++++ Records for processing

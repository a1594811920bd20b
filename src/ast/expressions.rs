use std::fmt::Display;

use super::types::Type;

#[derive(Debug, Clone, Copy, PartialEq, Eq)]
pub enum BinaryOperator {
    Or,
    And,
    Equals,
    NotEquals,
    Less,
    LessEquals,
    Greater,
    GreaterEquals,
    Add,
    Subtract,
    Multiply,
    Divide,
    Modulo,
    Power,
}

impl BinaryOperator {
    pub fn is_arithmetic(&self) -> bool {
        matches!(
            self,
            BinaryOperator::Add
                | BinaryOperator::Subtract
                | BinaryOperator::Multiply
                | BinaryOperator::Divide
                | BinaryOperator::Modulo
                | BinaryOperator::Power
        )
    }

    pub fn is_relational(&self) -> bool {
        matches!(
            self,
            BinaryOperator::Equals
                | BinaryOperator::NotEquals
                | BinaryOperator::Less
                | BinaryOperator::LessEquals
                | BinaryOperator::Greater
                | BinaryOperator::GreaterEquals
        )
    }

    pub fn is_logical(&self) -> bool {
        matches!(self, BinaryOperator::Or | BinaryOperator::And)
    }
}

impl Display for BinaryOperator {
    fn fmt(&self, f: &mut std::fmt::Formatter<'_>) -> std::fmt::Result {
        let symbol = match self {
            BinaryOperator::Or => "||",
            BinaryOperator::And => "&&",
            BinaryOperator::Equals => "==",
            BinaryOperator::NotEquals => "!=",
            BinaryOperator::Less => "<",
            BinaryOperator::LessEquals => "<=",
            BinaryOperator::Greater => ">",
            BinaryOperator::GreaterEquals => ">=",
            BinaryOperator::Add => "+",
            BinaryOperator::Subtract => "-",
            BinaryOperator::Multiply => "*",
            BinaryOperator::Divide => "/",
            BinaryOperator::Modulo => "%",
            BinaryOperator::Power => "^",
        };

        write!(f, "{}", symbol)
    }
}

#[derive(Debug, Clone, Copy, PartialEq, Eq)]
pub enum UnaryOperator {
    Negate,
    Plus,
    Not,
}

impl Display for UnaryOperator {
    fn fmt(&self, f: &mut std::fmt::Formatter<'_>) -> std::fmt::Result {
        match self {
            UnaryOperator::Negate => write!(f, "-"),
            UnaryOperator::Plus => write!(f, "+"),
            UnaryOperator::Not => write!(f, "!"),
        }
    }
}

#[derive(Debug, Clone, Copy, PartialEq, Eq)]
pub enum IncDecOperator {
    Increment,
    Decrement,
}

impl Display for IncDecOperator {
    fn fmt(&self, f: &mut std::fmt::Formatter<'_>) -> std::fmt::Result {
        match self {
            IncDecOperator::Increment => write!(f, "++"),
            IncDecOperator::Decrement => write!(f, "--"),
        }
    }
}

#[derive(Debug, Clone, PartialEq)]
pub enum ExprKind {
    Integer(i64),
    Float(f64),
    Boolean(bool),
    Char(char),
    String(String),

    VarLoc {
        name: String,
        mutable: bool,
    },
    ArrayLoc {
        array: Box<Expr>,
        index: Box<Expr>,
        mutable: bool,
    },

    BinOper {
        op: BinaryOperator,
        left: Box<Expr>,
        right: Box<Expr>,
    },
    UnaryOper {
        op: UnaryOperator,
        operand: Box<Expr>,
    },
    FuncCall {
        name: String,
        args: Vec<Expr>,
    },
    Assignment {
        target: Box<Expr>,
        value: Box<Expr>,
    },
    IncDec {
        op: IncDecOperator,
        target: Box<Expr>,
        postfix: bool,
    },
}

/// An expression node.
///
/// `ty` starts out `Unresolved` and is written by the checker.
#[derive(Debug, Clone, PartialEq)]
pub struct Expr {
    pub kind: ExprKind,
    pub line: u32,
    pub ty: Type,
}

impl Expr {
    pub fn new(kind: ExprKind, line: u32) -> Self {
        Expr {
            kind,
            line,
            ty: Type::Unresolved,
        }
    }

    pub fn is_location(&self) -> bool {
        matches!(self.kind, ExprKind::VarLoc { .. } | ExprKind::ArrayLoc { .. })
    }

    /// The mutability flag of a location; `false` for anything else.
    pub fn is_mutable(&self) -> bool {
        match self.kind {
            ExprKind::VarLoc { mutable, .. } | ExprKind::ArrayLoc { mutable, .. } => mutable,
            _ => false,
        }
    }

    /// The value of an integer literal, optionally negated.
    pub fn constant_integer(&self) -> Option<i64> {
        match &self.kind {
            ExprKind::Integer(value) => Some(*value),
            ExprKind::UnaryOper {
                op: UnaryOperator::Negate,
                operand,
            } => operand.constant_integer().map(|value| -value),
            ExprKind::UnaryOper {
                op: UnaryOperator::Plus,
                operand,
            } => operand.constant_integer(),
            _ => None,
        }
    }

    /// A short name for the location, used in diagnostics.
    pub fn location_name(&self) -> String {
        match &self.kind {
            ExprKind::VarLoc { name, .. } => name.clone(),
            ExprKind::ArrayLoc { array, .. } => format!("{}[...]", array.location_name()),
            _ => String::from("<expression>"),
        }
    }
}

++++++++

- [Task details]:
Show each line of the records above containing "Decrement".

- [Task output]:
    Decrement,
            IncDecOperator::Decrement => write!(f, "--"),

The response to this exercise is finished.